Investors can leverage and diversify their portfolios to achieve higher yields by taking on this
credit exposure. A TRS enables the investor to make loans synthetically without the
administrative burden of documenting the loan agreement and periodically resetting the
interest rate. TRSs can provide an extremely economic way of using leverage to maximize
return on capital. The investors do not have to put up $50 million to gain exposure to a $50
million bank portfolio. The exposure on an interest rate is not as large as its notional principal
amount since only the respective interest payments are made. Only the total return of the
portfolio is exchanged with the fixed or floating semiannual payments.

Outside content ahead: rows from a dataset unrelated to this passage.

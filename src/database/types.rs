//! Kusto result model and value mapping.
//!
//! Replies from the REST endpoint are decoded into [`KustoResponse`], a list
//! of tables plus the indices of the tables that carry query output (the
//! "primary results"). Cell values stay as `serde_json::Value` since Kusto's
//! wire encoding is JSON already; [`TypeMapper`] interprets them.

use crate::constants::NULL_DISPLAY;
use crate::error::KustoError;
use rust_decimal::prelude::ToPrimitive;
use rust_decimal::Decimal;
use serde::{Deserialize, Serialize};
use serde_json::Value;
use std::str::FromStr;

/// Broad classification of a Kusto column type.
#[derive(Debug, Clone, Copy, PartialEq, Eq)]
pub enum ColumnKind {
    Numeric,
    Boolean,
    DateTime,
    Text,
    Dynamic,
    Other,
}

/// A result column.
#[derive(Debug, Clone, PartialEq, Serialize, Deserialize)]
pub struct KustoColumn {
    pub name: String,
    /// Kusto scalar type (`string`, `long`, `datetime`, ...) or CLR type name.
    pub column_type: String,
}

impl KustoColumn {
    pub fn new(name: impl Into<String>, column_type: impl Into<String>) -> Self {
        Self {
            name: name.into(),
            column_type: column_type.into(),
        }
    }

    /// Classify the declared type. Accepts both KQL and CLR spellings.
    pub fn kind(&self) -> ColumnKind {
        match self.column_type.to_lowercase().trim_start_matches("system.") {
            "int" | "long" | "real" | "double" | "decimal" | "int16" | "int32" | "int64"
            | "single" | "sbyte" | "byte" | "float" => ColumnKind::Numeric,
            "bool" | "boolean" => ColumnKind::Boolean,
            "datetime" | "date" => ColumnKind::DateTime,
            "string" | "guid" | "timespan" => ColumnKind::Text,
            "dynamic" | "object" | "data.sqltypes.sqldecimal" => ColumnKind::Dynamic,
            _ => ColumnKind::Other,
        }
    }
}

/// One result table.
#[derive(Debug, Clone, PartialEq, Serialize, Deserialize)]
pub struct KustoTable {
    pub name: String,
    pub columns: Vec<KustoColumn>,
    pub rows: Vec<Vec<Value>>,
}

impl KustoTable {
    pub fn new(name: impl Into<String>, columns: Vec<KustoColumn>, rows: Vec<Vec<Value>>) -> Self {
        Self {
            name: name.into(),
            columns,
            rows,
        }
    }

    pub fn row_count(&self) -> usize {
        self.rows.len()
    }

    pub fn column_count(&self) -> usize {
        self.columns.len()
    }

    pub fn is_empty(&self) -> bool {
        self.rows.is_empty()
    }

    pub fn column_names(&self) -> Vec<&str> {
        self.columns.iter().map(|c| c.name.as_str()).collect()
    }

    /// Position of a column by exact name.
    pub fn column_index(&self, name: &str) -> Option<usize> {
        self.columns.iter().position(|c| c.name == name)
    }

    /// Cell lookup by row index and column name.
    pub fn get(&self, row: usize, column: &str) -> Option<&Value> {
        let idx = self.column_index(column)?;
        self.rows.get(row)?.get(idx)
    }

    /// All values of one column, in row order.
    pub fn column_values(&self, idx: usize) -> impl Iterator<Item = &Value> + '_ {
        self.rows.iter().map(move |row| row.get(idx).unwrap_or(&Value::Null))
    }

    /// Whether a column holds numbers.
    ///
    /// Declared numeric types win; for untyped columns every non-null value
    /// must be a JSON number.
    pub fn is_numeric_column(&self, idx: usize) -> bool {
        let Some(column) = self.columns.get(idx) else {
            return false;
        };
        match column.kind() {
            ColumnKind::Numeric => true,
            ColumnKind::Other => {
                let mut saw_number = false;
                for value in self.column_values(idx) {
                    match value {
                        Value::Null => {}
                        Value::Number(_) => saw_number = true,
                        _ => return false,
                    }
                }
                saw_number
            }
            _ => false,
        }
    }

    /// Display strings of the first `limit` rows.
    pub fn display_rows(&self, limit: usize) -> Vec<Vec<String>> {
        self.rows
            .iter()
            .take(limit)
            .map(|row| {
                (0..self.columns.len())
                    .map(|i| TypeMapper::display(row.get(i).unwrap_or(&Value::Null)))
                    .collect()
            })
            .collect()
    }

    /// Render the first `limit` rows as an aligned plain-text table.
    pub fn to_text_table(&self, limit: usize) -> String {
        let headers: Vec<String> = self.columns.iter().map(|c| c.name.clone()).collect();
        render_text_table(&headers, &self.display_rows(limit))
    }

    /// Format the table as a markdown table.
    pub fn to_markdown_table(&self) -> String {
        if self.columns.is_empty() {
            return "Query executed successfully. No results returned.".to_string();
        }

        let mut output = String::new();

        let headers = self.column_names();
        output.push_str("| ");
        output.push_str(&headers.join(" | "));
        output.push_str(" |\n");

        output.push_str("| ");
        output.push_str(
            &headers
                .iter()
                .map(|h| "-".repeat(h.len().max(3)))
                .collect::<Vec<_>>()
                .join(" | "),
        );
        output.push_str(" |\n");

        for row in self.display_rows(self.rows.len()) {
            output.push_str("| ");
            output.push_str(&row.join(" | ").replace('\n', " "));
            output.push_str(" |\n");
        }

        output.push_str(&format!("\n_{} row(s)_", self.rows.len()));
        output
    }

    /// Format the table as CSV.
    pub fn to_csv(&self) -> String {
        if self.columns.is_empty() {
            return String::new();
        }

        let mut output = String::new();
        output.push_str(&self.column_names().join(","));
        output.push('\n');

        for row in self.display_rows(self.rows.len()) {
            let values: Vec<String> = row
                .into_iter()
                .map(|value| {
                    if value.contains(',') || value.contains('"') || value.contains('\n') {
                        format!("\"{}\"", value.replace('"', "\"\""))
                    } else {
                        value
                    }
                })
                .collect();
            output.push_str(&values.join(","));
            output.push('\n');
        }

        output
    }
}

/// A decoded reply: every returned table plus which of them are primary results.
#[derive(Debug, Clone, PartialEq, Default, Serialize, Deserialize)]
pub struct KustoResponse {
    pub tables: Vec<KustoTable>,
    primary: Vec<usize>,
}

impl KustoResponse {
    /// Build a response whose primary results are the tables at `primary`.
    pub fn new(tables: Vec<KustoTable>, primary: Vec<usize>) -> Self {
        let primary = primary.into_iter().filter(|&i| i < tables.len()).collect();
        Self { tables, primary }
    }

    /// A response with a single primary table.
    pub fn single(table: KustoTable) -> Self {
        Self {
            tables: vec![table],
            primary: vec![0],
        }
    }

    /// A response with no tables at all.
    pub fn empty() -> Self {
        Self::default()
    }

    /// Tables carrying query output, in reply order.
    pub fn primary_results(&self) -> Vec<&KustoTable> {
        self.primary.iter().filter_map(|&i| self.tables.get(i)).collect()
    }

    /// The first primary result, if any.
    pub fn first_primary(&self) -> Option<&KustoTable> {
        self.primary.first().and_then(|&i| self.tables.get(i))
    }

    /// Decode a v1 REST reply.
    ///
    /// Control commands return only primary tables. Queries that return more
    /// than one table append a table of contents; only the tables it lists
    /// with kind `QueryResult` are primary.
    pub fn from_v1(body: Value, is_command: bool) -> Result<Self, KustoError> {
        let reply: V1Reply = serde_json::from_value(body)
            .map_err(|e| KustoError::malformed(format!("unexpected reply layout: {}", e)))?;

        let mut tables = Vec::with_capacity(reply.tables.len());
        for raw in reply.tables {
            tables.push(raw.into_table()?);
        }

        if is_command || tables.len() <= 1 {
            let primary = (0..tables.len()).collect();
            return Ok(Self { tables, primary });
        }

        let toc = tables.pop().ok_or_else(|| KustoError::malformed("missing table of contents"))?;
        let primary = primary_from_toc(&toc, tables.len());
        Ok(Self { tables, primary })
    }
}

/// Read the ordinals of `QueryResult` entries out of a table of contents.
fn primary_from_toc(toc: &KustoTable, table_count: usize) -> Vec<usize> {
    let (Some(ordinal_idx), Some(kind_idx)) = (toc.column_index("Ordinal"), toc.column_index("Kind"))
    else {
        // Not a recognizable TOC; fall back to the first table.
        return if table_count > 0 { vec![0] } else { Vec::new() };
    };

    toc.rows
        .iter()
        .filter(|row| row.get(kind_idx).and_then(Value::as_str) == Some("QueryResult"))
        .filter_map(|row| row.get(ordinal_idx).and_then(TypeMapper::as_f64))
        .map(|ordinal| ordinal as usize)
        .filter(|&i| i < table_count)
        .collect()
}

#[derive(Debug, Deserialize)]
struct V1Reply {
    #[serde(rename = "Tables", default)]
    tables: Vec<V1Table>,
}

#[derive(Debug, Deserialize)]
struct V1Table {
    #[serde(rename = "TableName", default)]
    table_name: String,
    #[serde(rename = "Columns", default)]
    columns: Vec<V1Column>,
    #[serde(rename = "Rows", default)]
    rows: Vec<Value>,
}

#[derive(Debug, Deserialize)]
struct V1Column {
    #[serde(rename = "ColumnName")]
    column_name: String,
    #[serde(rename = "ColumnType", default)]
    column_type: Option<String>,
    #[serde(rename = "DataType", default)]
    data_type: Option<String>,
}

impl V1Table {
    /// Convert into a table. Rows that are objects carry partial-failure
    /// exceptions and turn the whole reply into a service error.
    fn into_table(self) -> Result<KustoTable, KustoError> {
        let columns = self
            .columns
            .into_iter()
            .map(|c| {
                let column_type = c.column_type.or(c.data_type).unwrap_or_default();
                KustoColumn::new(c.column_name, column_type)
            })
            .collect();

        let mut rows = Vec::with_capacity(self.rows.len());
        let mut exceptions = Vec::new();
        for row in self.rows {
            match row {
                Value::Array(values) => rows.push(values),
                Value::Object(obj) => {
                    if let Some(Value::Array(list)) = obj.get("Exceptions") {
                        exceptions.extend(list.iter().map(TypeMapper::display));
                    } else {
                        exceptions.push(Value::Object(obj).to_string());
                    }
                }
                other => {
                    return Err(KustoError::malformed(format!(
                        "row is neither an array nor an object: {}",
                        other
                    )))
                }
            }
        }

        if !exceptions.is_empty() {
            return Err(KustoError::service(exceptions.join("; ")));
        }

        Ok(KustoTable::new(self.table_name, columns, rows))
    }
}

/// Interpretation of Kusto JSON cell values.
pub struct TypeMapper;

impl TypeMapper {
    /// Convert a cell to a display string.
    pub fn display(value: &Value) -> String {
        match value {
            Value::Null => NULL_DISPLAY.to_string(),
            Value::Bool(b) => b.to_string(),
            Value::Number(n) => n.to_string(),
            Value::String(s) => s.clone(),
            other => other.to_string(),
        }
    }

    /// Numeric value of a cell.
    ///
    /// `decimal` and very large `long` values arrive as strings; those are
    /// parsed through `rust_decimal` before falling back to `f64` parsing.
    pub fn as_f64(value: &Value) -> Option<f64> {
        match value {
            Value::Number(n) => n.as_f64(),
            Value::String(s) => Decimal::from_str(s.trim())
                .ok()
                .and_then(|d| d.to_f64())
                .or_else(|| s.trim().parse::<f64>().ok()),
            _ => None,
        }
    }
}

/// Render headers and rows as a right-aligned plain-text table.
pub fn render_text_table(headers: &[String], rows: &[Vec<String>]) -> String {
    let mut widths: Vec<usize> = headers.iter().map(|h| h.chars().count()).collect();
    for row in rows {
        for (i, cell) in row.iter().enumerate() {
            let len = cell.chars().count();
            match widths.get_mut(i) {
                Some(w) => *w = (*w).max(len),
                None => widths.push(len),
            }
        }
    }

    let format_line = |cells: &[String]| -> String {
        cells
            .iter()
            .enumerate()
            .map(|(i, cell)| format!("{:>width$}", cell, width = widths[i]))
            .collect::<Vec<_>>()
            .join("  ")
            .trim_end()
            .to_string()
    };

    let mut lines = Vec::with_capacity(rows.len() + 1);
    lines.push(format_line(headers));
    for row in rows {
        lines.push(format_line(row));
    }
    lines.join("\n")
}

Table 2 is an example
of the cash flows of a typical TRS.

Table 2 Total Return Swap Cash Flow Example


An investor desiring exposure to a 10-year BBB corporate bond enters into a 6-month TRS.
Assumptions
Asset: $100MM face value 7.5%, BBB Corporate
Maturity: 6 months
Six-month LIBOR: 5.5%
Financing Spread: 25 basis points
Term of Swap: 6 months
At Inception
All-in Bond Price/Notional Amount 102
At termination Scenario 1 Scenario 2
All-in bond price: 104 3/8 100
Coupon: $3,750,000 $3,750,000
Capital Gain or Loss $2,375,000 ($2,000,000)
Investor Receives: $6,125,000 $1,750,000
Interest Period: 182 days 182 days
Floating Payment: $2,906,944 $2,906,944
Net Cash Flow: $3,218,056 ($1,156,944)

2.2 Credit Default Swaps (CDSs) a.k.a. Default Puts


A Credit Default Swap is another mechanism for distributing the default risk of securities and
loans, enabling lenders and investors to improve risk management and better achieve their
financial goals. In this case, one party makes periodic basis points payments and another party
makes payments for the principal if the "credit default" event occurs. The pricing of such a
derivative depends upon the credit quality of the reference credit, supply and demand for the
reference credit, and prevailing credit spreads. The objective might be any of the following: to
sell a specific risk, e.g. country risk in a project finance transaction, to free up credit lines for
a specific customer, to pick up additional yield by assuming the credit risk, to improve
portfolio diversification, to gain exposure to credits without buying the assets or to assume an
off-balance-sheet synthetic position. Exhibit 2 is a CDS cash flow.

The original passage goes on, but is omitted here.